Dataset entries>
------------------------------------------------------------------------

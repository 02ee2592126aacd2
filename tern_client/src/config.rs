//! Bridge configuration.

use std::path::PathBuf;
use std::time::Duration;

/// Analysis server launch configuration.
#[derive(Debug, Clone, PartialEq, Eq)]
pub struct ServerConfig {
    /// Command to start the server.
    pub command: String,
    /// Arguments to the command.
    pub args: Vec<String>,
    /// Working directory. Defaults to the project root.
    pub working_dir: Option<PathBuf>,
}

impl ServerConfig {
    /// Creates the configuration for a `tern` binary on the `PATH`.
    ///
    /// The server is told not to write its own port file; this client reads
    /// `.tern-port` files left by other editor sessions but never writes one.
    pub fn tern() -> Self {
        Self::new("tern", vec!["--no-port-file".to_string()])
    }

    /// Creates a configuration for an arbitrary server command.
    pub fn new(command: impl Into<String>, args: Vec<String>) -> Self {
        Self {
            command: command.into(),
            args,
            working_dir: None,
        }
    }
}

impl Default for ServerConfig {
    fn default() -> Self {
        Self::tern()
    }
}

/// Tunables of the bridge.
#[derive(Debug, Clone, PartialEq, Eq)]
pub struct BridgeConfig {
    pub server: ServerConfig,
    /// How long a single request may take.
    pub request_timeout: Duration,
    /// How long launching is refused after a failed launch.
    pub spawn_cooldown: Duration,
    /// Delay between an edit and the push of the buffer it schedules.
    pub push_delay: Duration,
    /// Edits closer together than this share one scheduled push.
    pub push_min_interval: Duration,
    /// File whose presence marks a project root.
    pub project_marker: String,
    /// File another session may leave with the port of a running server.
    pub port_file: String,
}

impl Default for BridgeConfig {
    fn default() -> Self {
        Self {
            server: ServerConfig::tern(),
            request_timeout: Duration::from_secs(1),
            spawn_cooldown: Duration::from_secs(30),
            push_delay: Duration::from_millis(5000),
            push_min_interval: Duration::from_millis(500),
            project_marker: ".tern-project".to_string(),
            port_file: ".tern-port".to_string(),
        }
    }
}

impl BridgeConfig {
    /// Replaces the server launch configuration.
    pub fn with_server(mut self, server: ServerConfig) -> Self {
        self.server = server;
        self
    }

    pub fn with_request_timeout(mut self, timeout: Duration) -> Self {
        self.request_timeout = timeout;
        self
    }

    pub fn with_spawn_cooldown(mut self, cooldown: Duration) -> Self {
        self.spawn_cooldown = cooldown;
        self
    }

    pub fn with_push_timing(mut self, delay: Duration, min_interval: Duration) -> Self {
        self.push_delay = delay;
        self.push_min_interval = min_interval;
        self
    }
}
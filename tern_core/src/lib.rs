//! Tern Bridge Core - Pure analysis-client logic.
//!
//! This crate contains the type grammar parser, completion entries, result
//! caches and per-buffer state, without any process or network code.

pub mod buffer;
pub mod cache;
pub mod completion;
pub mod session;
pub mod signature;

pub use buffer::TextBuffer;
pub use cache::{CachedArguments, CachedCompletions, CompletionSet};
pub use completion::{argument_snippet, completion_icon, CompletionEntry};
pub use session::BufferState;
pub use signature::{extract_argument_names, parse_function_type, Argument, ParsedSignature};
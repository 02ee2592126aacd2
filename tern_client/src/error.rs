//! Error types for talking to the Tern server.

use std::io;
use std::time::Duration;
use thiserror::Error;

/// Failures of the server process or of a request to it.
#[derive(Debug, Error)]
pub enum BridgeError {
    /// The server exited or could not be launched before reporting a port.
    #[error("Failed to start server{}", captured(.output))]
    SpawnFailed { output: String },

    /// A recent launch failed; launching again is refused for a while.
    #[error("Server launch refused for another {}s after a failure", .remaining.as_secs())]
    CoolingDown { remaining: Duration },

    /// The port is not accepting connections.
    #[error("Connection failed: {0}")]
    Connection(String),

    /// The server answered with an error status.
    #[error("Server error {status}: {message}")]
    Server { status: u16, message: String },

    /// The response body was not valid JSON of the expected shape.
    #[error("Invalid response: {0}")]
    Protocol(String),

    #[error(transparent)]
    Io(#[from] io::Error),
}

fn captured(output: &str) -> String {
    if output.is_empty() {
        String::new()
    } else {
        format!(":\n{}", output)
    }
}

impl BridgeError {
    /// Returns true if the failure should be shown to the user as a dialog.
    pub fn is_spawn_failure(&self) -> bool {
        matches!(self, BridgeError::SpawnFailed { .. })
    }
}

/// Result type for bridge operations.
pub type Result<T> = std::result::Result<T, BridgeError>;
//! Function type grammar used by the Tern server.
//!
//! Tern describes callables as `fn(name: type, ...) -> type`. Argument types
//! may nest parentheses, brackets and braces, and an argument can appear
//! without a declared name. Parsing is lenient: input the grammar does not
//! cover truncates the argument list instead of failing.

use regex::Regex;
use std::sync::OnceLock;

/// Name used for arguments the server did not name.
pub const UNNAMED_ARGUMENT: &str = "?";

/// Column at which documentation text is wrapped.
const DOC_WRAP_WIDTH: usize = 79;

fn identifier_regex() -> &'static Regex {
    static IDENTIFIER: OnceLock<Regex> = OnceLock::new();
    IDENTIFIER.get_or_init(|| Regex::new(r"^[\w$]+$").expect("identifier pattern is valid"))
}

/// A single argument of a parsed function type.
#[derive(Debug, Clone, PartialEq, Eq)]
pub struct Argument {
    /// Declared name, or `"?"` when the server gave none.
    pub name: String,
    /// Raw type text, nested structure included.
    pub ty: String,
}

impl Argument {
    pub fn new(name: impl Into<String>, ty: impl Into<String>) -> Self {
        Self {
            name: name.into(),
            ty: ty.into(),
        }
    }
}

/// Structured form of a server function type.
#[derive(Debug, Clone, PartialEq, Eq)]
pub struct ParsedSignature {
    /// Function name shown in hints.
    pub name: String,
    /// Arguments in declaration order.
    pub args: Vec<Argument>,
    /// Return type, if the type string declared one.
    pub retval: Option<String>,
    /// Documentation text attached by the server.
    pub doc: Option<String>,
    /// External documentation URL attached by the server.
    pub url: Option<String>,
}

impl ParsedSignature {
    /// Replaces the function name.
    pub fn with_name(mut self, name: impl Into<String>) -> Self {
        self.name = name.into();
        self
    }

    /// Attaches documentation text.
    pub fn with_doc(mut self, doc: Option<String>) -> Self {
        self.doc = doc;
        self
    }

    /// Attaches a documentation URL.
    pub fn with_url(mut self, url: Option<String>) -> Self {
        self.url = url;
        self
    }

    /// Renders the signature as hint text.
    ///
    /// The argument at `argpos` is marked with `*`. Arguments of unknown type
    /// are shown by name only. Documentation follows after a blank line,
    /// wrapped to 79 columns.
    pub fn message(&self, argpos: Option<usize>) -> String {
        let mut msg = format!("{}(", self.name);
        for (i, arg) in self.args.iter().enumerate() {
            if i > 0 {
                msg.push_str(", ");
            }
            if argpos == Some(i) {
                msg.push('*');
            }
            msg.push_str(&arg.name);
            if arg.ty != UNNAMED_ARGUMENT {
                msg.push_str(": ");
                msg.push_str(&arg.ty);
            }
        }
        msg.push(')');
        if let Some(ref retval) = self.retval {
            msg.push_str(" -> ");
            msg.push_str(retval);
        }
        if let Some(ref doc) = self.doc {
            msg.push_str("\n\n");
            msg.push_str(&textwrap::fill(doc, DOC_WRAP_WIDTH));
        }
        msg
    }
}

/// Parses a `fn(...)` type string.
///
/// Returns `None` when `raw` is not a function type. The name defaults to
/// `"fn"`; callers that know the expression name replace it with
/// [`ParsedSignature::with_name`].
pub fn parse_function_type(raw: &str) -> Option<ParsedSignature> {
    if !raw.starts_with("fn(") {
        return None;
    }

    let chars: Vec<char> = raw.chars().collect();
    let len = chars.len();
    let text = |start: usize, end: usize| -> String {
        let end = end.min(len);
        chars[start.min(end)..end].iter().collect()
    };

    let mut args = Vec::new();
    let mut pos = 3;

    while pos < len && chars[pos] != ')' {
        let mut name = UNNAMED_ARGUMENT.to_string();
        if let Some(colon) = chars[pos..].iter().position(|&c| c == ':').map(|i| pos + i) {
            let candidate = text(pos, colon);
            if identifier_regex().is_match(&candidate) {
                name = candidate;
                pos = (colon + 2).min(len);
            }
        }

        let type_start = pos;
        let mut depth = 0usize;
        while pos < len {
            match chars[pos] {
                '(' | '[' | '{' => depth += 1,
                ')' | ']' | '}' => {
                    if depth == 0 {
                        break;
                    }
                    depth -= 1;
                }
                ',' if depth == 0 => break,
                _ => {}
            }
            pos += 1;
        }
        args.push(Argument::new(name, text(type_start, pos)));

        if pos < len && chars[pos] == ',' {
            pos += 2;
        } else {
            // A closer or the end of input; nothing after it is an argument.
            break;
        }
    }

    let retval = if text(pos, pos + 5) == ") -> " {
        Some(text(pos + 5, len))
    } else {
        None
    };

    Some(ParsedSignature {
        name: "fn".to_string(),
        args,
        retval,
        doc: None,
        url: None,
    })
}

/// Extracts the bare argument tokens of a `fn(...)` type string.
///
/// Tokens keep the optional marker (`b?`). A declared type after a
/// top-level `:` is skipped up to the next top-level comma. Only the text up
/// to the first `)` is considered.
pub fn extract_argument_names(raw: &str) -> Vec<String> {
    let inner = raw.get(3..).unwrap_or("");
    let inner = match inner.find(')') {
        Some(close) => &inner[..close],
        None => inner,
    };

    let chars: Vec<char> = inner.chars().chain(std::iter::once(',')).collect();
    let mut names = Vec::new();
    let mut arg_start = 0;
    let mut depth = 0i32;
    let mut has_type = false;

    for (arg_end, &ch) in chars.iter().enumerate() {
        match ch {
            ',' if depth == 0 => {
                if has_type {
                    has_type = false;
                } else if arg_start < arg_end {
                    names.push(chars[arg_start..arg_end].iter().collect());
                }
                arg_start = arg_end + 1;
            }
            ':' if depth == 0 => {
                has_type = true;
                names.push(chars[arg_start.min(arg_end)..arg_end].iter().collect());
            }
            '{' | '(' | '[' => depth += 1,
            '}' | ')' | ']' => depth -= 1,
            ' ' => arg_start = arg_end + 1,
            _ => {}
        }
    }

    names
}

------------------------------------------------------------------------

Task> Look through the entries above and say how many lines contain "another", giving nothing but the number.

Answer to the exercise> 2